Struggling to sleep? ‘Count some sheep!’ Erm, Ok… Though this can actually help to bring on sleep, it doesn’t matter what we’re counting – sheep, dogs, cats, cows, we could go on… Whilst it isn’t the little bundles of white wool jumping over a fence that sends our brain off to the land of nod, it is actually just the repetitiveness of the task that brings on tiredness. We all know doing the same thing over and over again can cause us to feel tired and bored, so next time you’re counting sheep, try it with dogs instead, you’ll get the same results.

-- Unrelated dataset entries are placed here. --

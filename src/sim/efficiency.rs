//! Efficiency-chain reduction and derivation of per-run constants.

use std::fmt;

use serde::{Deserialize, Serialize};

use super::error::EngineError;
use super::types::{DerivedQuantities, SimulationParameters};

/// The four independent conversion efficiencies between panel and load.
#[derive(Debug, Clone, Copy, PartialEq, Serialize, Deserialize)]
pub struct EfficiencyFactors {
    /// PV module efficiency.
    pub eta_fv: f64,
    /// Wiring efficiency.
    pub eta_cableado: f64,
    /// MPPT / charge controller efficiency.
    pub eta_mppt: f64,
    /// Battery charge/discharge round-trip efficiency.
    pub eta_bat: f64,
}

impl EfficiencyFactors {
    pub fn new(eta_fv: f64, eta_cableado: f64, eta_mppt: f64, eta_bat: f64) -> Self {
        Self {
            eta_fv,
            eta_cableado,
            eta_mppt,
            eta_bat,
        }
    }

    /// Product of the four factors.
    pub fn global(&self) -> f64 {
        self.eta_fv * self.eta_cableado * self.eta_mppt * self.eta_bat
    }
}

impl Default for EfficiencyFactors {
    fn default() -> Self {
        Self::new(0.90, 0.98, 0.96, 0.90)
    }
}

impl fmt::Display for EfficiencyFactors {
    fn fmt(&self, f: &mut fmt::Formatter<'_>) -> fmt::Result {
        write!(
            f,
            "eta_fv={:.2}, eta_cableado={:.2}, eta_mppt={:.2}, eta_bat={:.2}",
            self.eta_fv, self.eta_cableado, self.eta_mppt, self.eta_bat
        )
    }
}

/// Validates the efficiency chain and returns `eta_global`.
///
/// # Errors
///
/// Returns [`EngineError::NonPositiveEfficiency`] if the product is `<= 0`
/// (or NaN).
pub fn global_efficiency(factors: &EfficiencyFactors) -> Result<f64, EngineError> {
    let eta_global = factors.global();
    if !(eta_global > 0.0) {
        return Err(EngineError::NonPositiveEfficiency {
            eta_global,
            factors: *factors,
        });
    }
    Ok(eta_global)
}

/// Equivalent daily demand: consumption grossed up by the system losses.
pub fn demand_kwh(total_consumption_kwh: f64, eta_global: f64) -> f64 {
    total_consumption_kwh / eta_global
}

/// Minimum usable energy for a battery of `e_max_wh` at the given depth of discharge.
pub fn min_energy_wh(e_max_wh: f64, dod_pct: f64) -> f64 {
    e_max_wh * (1.0 - dod_pct / 100.0)
}

/// Reduces a parameter set to the constants shared by every simulated day.
///
/// # Errors
///
/// * [`EngineError::NonPositiveEfficiency`] if `eta_global <= 0`
/// * [`EngineError::NonPositiveBatteryEnergy`] if `voltage * capacity <= 0`
pub fn reduce(params: &SimulationParameters) -> Result<DerivedQuantities, EngineError> {
    let eta_global = global_efficiency(&params.efficiency)?;

    let e_max_wh = params.battery_voltage_v * params.battery_capacity_ah;
    if !(e_max_wh > 0.0) {
        return Err(EngineError::NonPositiveBatteryEnergy { e_max_wh });
    }

    Ok(DerivedQuantities {
        eta_global,
        demand_kwh: demand_kwh(params.total_consumption_kwh, eta_global),
        e_max_wh,
        e_min_wh: min_energy_wh(e_max_wh, params.dod_pct),
        soc0_wh: e_max_wh * params.initial_soc_pct / 100.0,
    })
}

#[cfg(test)]
mod tests {
    use super::*;

    fn params() -> SimulationParameters {
        SimulationParameters {
            total_consumption_kwh: 10.0,
            ..SimulationParameters::default()
        }
    }

    #[test]
    fn default_chain_matches_reference_scenario() {
        let derived = reduce(&params()).unwrap();
        // 0.90 * 0.98 * 0.96 * 0.90
        assert!((derived.eta_global - 0.762_048).abs() < 1e-9);
        assert!((derived.demand_kwh - 13.1225).abs() < 1e-3);
    }

    #[test]
    fn battery_energy_from_voltage_and_amp_hours() {
        let derived = reduce(&params()).unwrap();
        assert_eq!(derived.e_max_wh, 3000.0);
        assert!((derived.e_min_wh - 600.0).abs() < 1e-9);
        assert_eq!(derived.soc0_wh, 3000.0);
    }

    #[test]
    fn initial_soc_percentage_applied() {
        let mut p = params();
        p.initial_soc_pct = 40.0;
        let derived = reduce(&p).unwrap();
        assert!((derived.soc0_wh - 1200.0).abs() < 1e-9);
    }

    #[test]
    fn zero_efficiency_is_rejected() {
        let mut p = params();
        p.efficiency.eta_mppt = 0.0;
        let err = reduce(&p).unwrap_err();
        assert!(matches!(
            err,
            EngineError::NonPositiveEfficiency { eta_global, .. } if eta_global == 0.0
        ));
    }

    #[test]
    fn zero_battery_energy_is_rejected() {
        let mut p = params();
        p.battery_capacity_ah = 0.0;
        let err = reduce(&p).unwrap_err();
        assert!(matches!(err, EngineError::NonPositiveBatteryEnergy { .. }));
    }

    #[test]
    fn full_depth_of_discharge_gives_zero_floor() {
        assert_eq!(min_energy_wh(2000.0, 100.0), 0.0);
        assert_eq!(min_energy_wh(2000.0, 0.0), 2000.0);
    }
}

‘A nightcap will help me sleep’ *reaches for the bottle of whiskey* – actually, it won’t. Drinking alcohol before bed prevents us from entering into the REM stage of sleep, which is the deepest stage where the majority of dreams occur. So, whilst a good old nightcap may help us feel tired and fall asleep faster, it will only deliver to us fragmented, broken-up sleep, which is of a poor quality and won’t leave us feeling very refreshed at all. It’s advised to have your last drink a couple of hours before you will be going to bed, as this gives the alcohols effects more time to wear off.
‘We must all get a solid eight hours sleep a night.’ Though this might be nice, it isn’t always possible. Everyone is different, and each of our bodies have their own sleep requirements, some might be seven hours, some might be eight. The best way to judge if you are getting enough sleep is by how refreshed you feel the next day. It is best for adults to attempt to sleep for seven to nine hours per night; people who often sleep for less than six hours have been proven to be at greater risk of heart disease and stroke.
So, instead of having a nightcap before bed, have a snack of cheese instead, and don’t fret that you have been counting those sheep (or dogs, or cows, or cats) for too long and you won’t get your solid eight hours in, sleep for the time your body tells you to, just try not to sleep for less than six hours too often!